The movement of leukocytes across various substrates has been observed by scientists for a number of years. However, many of the precise molecular mechanisms have eluded investigators. Now, researchers at Aix-Marseille University have uncovered a new mechanism by which these amoeboid cells move, describing a new mechanism they call molecular paddling. The findings from the new study—published recently in Biophysical Journal through an article titled, “Amoeboid Swimming Is Propelled by Molecular Paddling in Lymphocytes”—could explain how both immune cells and cancer cells migrate in various fluid-filled niches in the body, for good or for harm.

“The capacity of living cells to move autonomously is fascinating and crucial for many biological functions, but mechanisms of cell migration remain partially understood,” explained co-senior study investigator Olivier Theodoly, PhD, head of the adhesion and inflammation lab at Aix-Marseille University in France. “Our findings shed new light on the migration mechanisms of amoeboid cells, which is a crucial topic in immunology and cancer research.”

Cells have evolved different strategies to migrate and explore their environment. For instance, sperm cells, microalgae, and bacteria can swim through shape deformations or by using a whip-like appendage called a flagellum. By contrast, mammalian somatic cells are known to migrate by attaching to surfaces and crawling. It is widely accepted that leukocytes cannot migrate on 2D surfaces without adhering to them.

This is a 3D videomicroscopy of the cytoskeleton of a swimming lymphocyte showing protrusions traveling along the cell body that mimics a breaststroke motion. [SoSPIM microscopy: L. Aoun, O. Theodoly, M. Biarnes, R. Galland]

Previous studies have reported that neutrophils could swim, but no mechanism was demonstrated. Another study showed that mouse leukocytes could be artificially provoked to swim. It is widely thought that cell swimming without a flagellum requires changes in cell shape, but the precise mechanisms underlying leukocyte migration have been debated.

In the current study, the research team provided experimental and computational evidence that human leukocytes can migrate on 2D surfaces without sticking to them and can swim using a mechanism that does not rely on changes in cell shape.

“Looking at cell motion gives the illusion that cells deform their body like a swimmer,” noted co-senior stud investigator Chaouqi Misbah, PhD, professor at Grenoble Alpes University. “Although leukocytes display highly dynamic shapes and seem to swim with a breaststroke mode, our quantitative analysis suggests that these movements are inefficient to propel cells.”

Instead, the cells paddle using transmembrane proteins, which span the cell membrane and protrude outside the cell. The researchers show that membrane treadmilling—the rearward movement of the cell surface—propels leukocyte migration in solid or liquid environments, with and without adhesion.

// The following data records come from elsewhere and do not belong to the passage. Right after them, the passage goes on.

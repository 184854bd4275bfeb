//! Cash register: income and expense entries outside of invoices.

use rusqlite::{params, params_from_iter, OptionalExtension, Row};
use serde::{Deserialize, Serialize};
use serde_json::{json, Value};
use tracing::info;

use crate::db::{self, DbState};
use crate::error::{AppError, AppResult};
use crate::models::{CashTransaction, CashType, Page, Pagination};
use crate::sync::{self, SyncOperation};
use crate::validation::{
    existing_id, normalize_timestamp, optional_string, require_fields, required_string,
    resolve_id, round_money, sanitize_float,
};

const SYNC_ENTITY: &str = "cash_transaction";

#[derive(Debug, Clone, Default, Deserialize)]
#[serde(rename_all = "camelCase")]
pub struct CashFilter {
    #[serde(rename = "type")]
    pub transaction_type: Option<CashType>,
    /// Case-insensitive match on the description.
    pub search: Option<String>,
}

#[derive(Debug, Clone, Copy, PartialEq, Serialize)]
#[serde(rename_all = "camelCase")]
pub struct CashSummary {
    pub income: f64,
    pub expenses: f64,
    pub balance: f64,
}

fn map_transaction(row: &Row<'_>) -> rusqlite::Result<CashTransaction> {
    let raw_type: String = row.get(4)?;
    let transaction_type = CashType::parse(&raw_type).ok_or_else(|| {
        rusqlite::Error::FromSqlConversionFailure(
            4,
            rusqlite::types::Type::Text,
            format!("unknown cash type {raw_type}").into(),
        )
    })?;
    Ok(CashTransaction {
        id: row.get(0)?,
        date: row.get(1)?,
        description: row.get(2)?,
        amount: row.get(3)?,
        transaction_type,
        category: row.get(5)?,
    })
}

pub fn list(
    db: &DbState,
    page: Option<i64>,
    limit: Option<i64>,
    filter: &CashFilter,
) -> AppResult<Page<CashTransaction>> {
    let mut clauses: Vec<&str> = Vec::new();
    let mut args: Vec<String> = Vec::new();
    if let Some(kind) = filter.transaction_type {
        clauses.push("type = ?");
        args.push(kind.as_str().to_string());
    }
    if let Some(search) = filter.search.as_deref().map(str::trim).filter(|s| !s.is_empty()) {
        clauses.push("lower(description) LIKE ?");
        args.push(format!("%{}%", search.to_lowercase()));
    }
    let where_sql = if clauses.is_empty() {
        String::new()
    } else {
        format!(" WHERE {}", clauses.join(" AND "))
    };

    let conn = db.lock()?;
    let total: i64 = conn.query_row(
        &format!("SELECT COUNT(*) FROM cash_transactions{where_sql}"),
        params_from_iter(args.iter()),
        |row| row.get(0),
    )?;
    let pagination = Pagination::new(total, page, limit);

    let mut sql = format!(
        "SELECT id, date, description, amount, type, category FROM cash_transactions{where_sql}
         ORDER BY date DESC, rowid DESC"
    );
    if let Some(limit) = pagination.limit {
        sql.push_str(&format!(" LIMIT {limit} OFFSET {}", pagination.offset()));
    }
    let mut stmt = conn.prepare(&sql)?;
    let data = stmt
        .query_map(params_from_iter(args.iter()), map_transaction)?
        .collect::<Result<Vec<_>, _>>()?;

    Ok(Page { data, pagination })
}

pub fn create(db: &DbState, payload: &Value) -> AppResult<CashTransaction> {
    require_fields(payload, &["description", "amount", "type", "category"])?;
    let raw_type = payload.get("type").and_then(Value::as_str).unwrap_or_default();
    let transaction_type = CashType::parse(raw_type)
        .ok_or_else(|| AppError::Validation("Invalid transaction type".into()))?;
    let amount = round_money(sanitize_float(payload.get("amount")));
    if amount <= 0.0 {
        return Err(AppError::Validation("Amount must be greater than zero".into()));
    }

    let transaction = CashTransaction {
        id: resolve_id(payload)?,
        date: normalize_timestamp(optional_string(payload, "date"))?,
        description: required_string(payload, "description")?,
        amount,
        transaction_type,
        category: required_string(payload, "category")?,
    };

    let conn = db.lock()?;
    db::with_transaction(&conn, |tx| {
        tx.execute(
            "INSERT INTO cash_transactions (id, date, description, amount, type, category)
             VALUES (?1, ?2, ?3, ?4, ?5, ?6)",
            params![
                transaction.id,
                transaction.date,
                transaction.description,
                transaction.amount,
                transaction.transaction_type.as_str(),
                transaction.category,
            ],
        )?;
        sync::enqueue(tx, SYNC_ENTITY, &transaction.id, SyncOperation::Insert, &json!(transaction))
    })?;

    info!(
        transaction_id = %transaction.id,
        transaction_type = %transaction.transaction_type,
        amount = transaction.amount,
        "Cash transaction recorded"
    );
    Ok(transaction)
}

pub fn delete(db: &DbState, id: Option<&str>) -> AppResult<String> {
    let id = existing_id(id)?;
    let conn = db.lock()?;
    db::with_transaction(&conn, |tx| {
        let exists: Option<i64> = tx
            .query_row(
                "SELECT 1 FROM cash_transactions WHERE id = ?1",
                params![id],
                |row| row.get(0),
            )
            .optional()?;
        if exists.is_none() {
            return Err(AppError::NotFound("Transaction not found".into()));
        }
        tx.execute("DELETE FROM cash_transactions WHERE id = ?1", params![id])?;
        sync::enqueue(tx, SYNC_ENTITY, &id, SyncOperation::Delete, &json!({ "id": id }))
    })?;

    info!(transaction_id = %id, "Cash transaction deleted");
    Ok(id)
}

/// Register totals over every recorded transaction.
pub fn summary(db: &DbState) -> AppResult<CashSummary> {
    let conn = db.lock()?;
    let (income, expenses): (f64, f64) = conn.query_row(
        "SELECT
            COALESCE(SUM(CASE WHEN type = 'income' THEN amount END), 0),
            COALESCE(SUM(CASE WHEN type = 'expense' THEN amount END), 0)
         FROM cash_transactions",
        [],
        |row| Ok((row.get(0)?, row.get(1)?)),
    )?;
    Ok(CashSummary {
        income: round_money(income),
        expenses: round_money(expenses),
        balance: round_money(income - expenses),
    })
}

#[cfg(test)]
mod tests {
    use super::*;

    fn record(db: &DbState, description: &str, amount: f64, kind: &str, date: &str) -> CashTransaction {
        create(
            db,
            &json!({
                "description": description,
                "amount": amount,
                "type": kind,
                "category": "Office",
                "date": date,
            }),
        )
        .unwrap()
    }

    #[test]
    fn summary_balances_income_against_expenses() {
        let db = db::open_in_memory().unwrap();
        record(&db, "Cash sale", 120.0, "income", "2024-04-01");
        record(&db, "Rent", 80.5, "expense", "2024-04-02");
        record(&db, "Courier", 9.5, "expense", "2024-04-03");

        let summary = summary(&db).unwrap();
        assert_eq!(summary.income, 120.0);
        assert_eq!(summary.expenses, 90.0);
        assert_eq!(summary.balance, 30.0);
    }

    #[test]
    fn empty_register_sums_to_zero() {
        let db = db::open_in_memory().unwrap();
        let summary = summary(&db).unwrap();
        assert_eq!(summary.balance, 0.0);
    }

    #[test]
    fn create_validates_amount_and_type() {
        let db = db::open_in_memory().unwrap();
        let base = json!({ "description": "Rent", "category": "Office", "type": "expense" });

        let mut zero = base.clone();
        zero["amount"] = json!(0);
        assert_eq!(
            create(&db, &zero).unwrap_err().to_string(),
            "Amount must be greater than zero"
        );

        let mut bad_type = base.clone();
        bad_type["amount"] = json!(10);
        bad_type["type"] = json!("refund");
        assert_eq!(
            create(&db, &bad_type).unwrap_err().to_string(),
            "Invalid transaction type"
        );

        let err = create(&db, &json!({ "description": "Rent" })).unwrap_err();
        assert_eq!(err.to_string(), "Missing required fields: amount, type, category");
    }

    #[test]
    fn date_defaults_to_now() {
        let db = db::open_in_memory().unwrap();
        let created = create(
            &db,
            &json!({ "description": "Float", "amount": 50, "type": "income", "category": "Till" }),
        )
        .unwrap();
        assert!(created.date.ends_with('Z'));
        assert_eq!(created.date.len(), 20);
    }

    #[test]
    fn list_paginates_and_filters() {
        let db = db::open_in_memory().unwrap();
        record(&db, "Cash sale", 120.0, "income", "2024-04-01");
        record(&db, "Rent", 80.5, "expense", "2024-04-02");
        record(&db, "Courier", 9.5, "expense", "2024-04-03");

        let page = list(&db, Some(1), Some(2), &CashFilter::default()).unwrap();
        assert_eq!(page.pagination.total, 3);
        assert_eq!(page.pagination.total_pages, 2);
        assert_eq!(page.data[0].description, "Courier");

        let expenses = CashFilter {
            transaction_type: Some(CashType::Expense),
            ..Default::default()
        };
        assert_eq!(list(&db, None, None, &expenses).unwrap().data.len(), 2);

        let search = CashFilter {
            search: Some("RENT".into()),
            ..Default::default()
        };
        let found = list(&db, None, None, &search).unwrap();
        assert_eq!(found.data.len(), 1);
        assert_eq!(found.pagination.total, 1);
    }

    #[test]
    fn delete_removes_and_queues() {
        let db = db::open_in_memory().unwrap();
        let created = record(&db, "Rent", 80.0, "expense", "2024-04-02");
        delete(&db, Some(created.id.as_str())).unwrap();
        assert_eq!(summary(&db).unwrap().expenses, 0.0);

        let err = delete(&db, Some(created.id.as_str())).unwrap_err();
        assert!(matches!(err, AppError::NotFound(_)));

        let conn = db.lock().unwrap();
        let ops: i64 = conn
            .query_row(
                "SELECT COUNT(*) FROM sync_queue WHERE entity_type = 'cash_transaction'",
                [],
                |row| row.get(0),
            )
            .unwrap();
        assert_eq!(ops, 2);
    }
}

“We showed experimental and computational evidence that leukocytes do swim, and that efficient propulsion is not fueled by waves of cell deformation but by a rearward and inhomogeneous treadmilling of the cell external membrane,” the authors wrote. “Our model consists of a molecular paddling by transmembrane proteins linked to and advected by the actin cortex, whereas freely diffusing transmembrane proteins hinder swimming. Furthermore, continuous paddling is enabled by a combination of external treadmilling and selective recycling by internal vesicular transport of cortex-bound transmembrane proteins. This mechanism explains observations that swimming is five times slower than the retrograde flow of the cortex and also that lymphocytes are motile in nonadherent confined environments.

Interestingly, the cell membrane does not move like a homogenous treadmill. Some transmembrane proteins are linked to actin microfilaments, which form part of the cytoskeleton and contract to allow cells to move. The actin cytoskeleton is widely accepted as the molecular engine propelling cell crawling. The new findings demonstrate that actin-bound transmembrane proteins paddle and propel the cell forward, whereas freely diffusing transmembrane proteins hinder swimming.

The researchers propose that continuous paddling is enabled by a combination of actin-driven external treadmilling and inner recycling of actin-bound transmembrane proteins through vesicular transport. Specifically, the paddling proteins at the rear of the cell are enclosed inside a vesicle that pinches off from the cell membrane and is transported to the front of the cell. By contrast, the non-paddling transmembrane proteins are sorted out and do not undergo this process of internal recycling through vesicular transport.

“This recycling of the cell membrane is studied intensively by the community working on intracellular vesicular traffic, but its role in motility was hardly considered,” Theodoly concluded. “These functions of protein sorting and trafficking seemed highly sophisticated for swimming. Our investigations, to our surprise, bridge such distant domains as the physics of microswimmers and the biology of vesicular traffic.”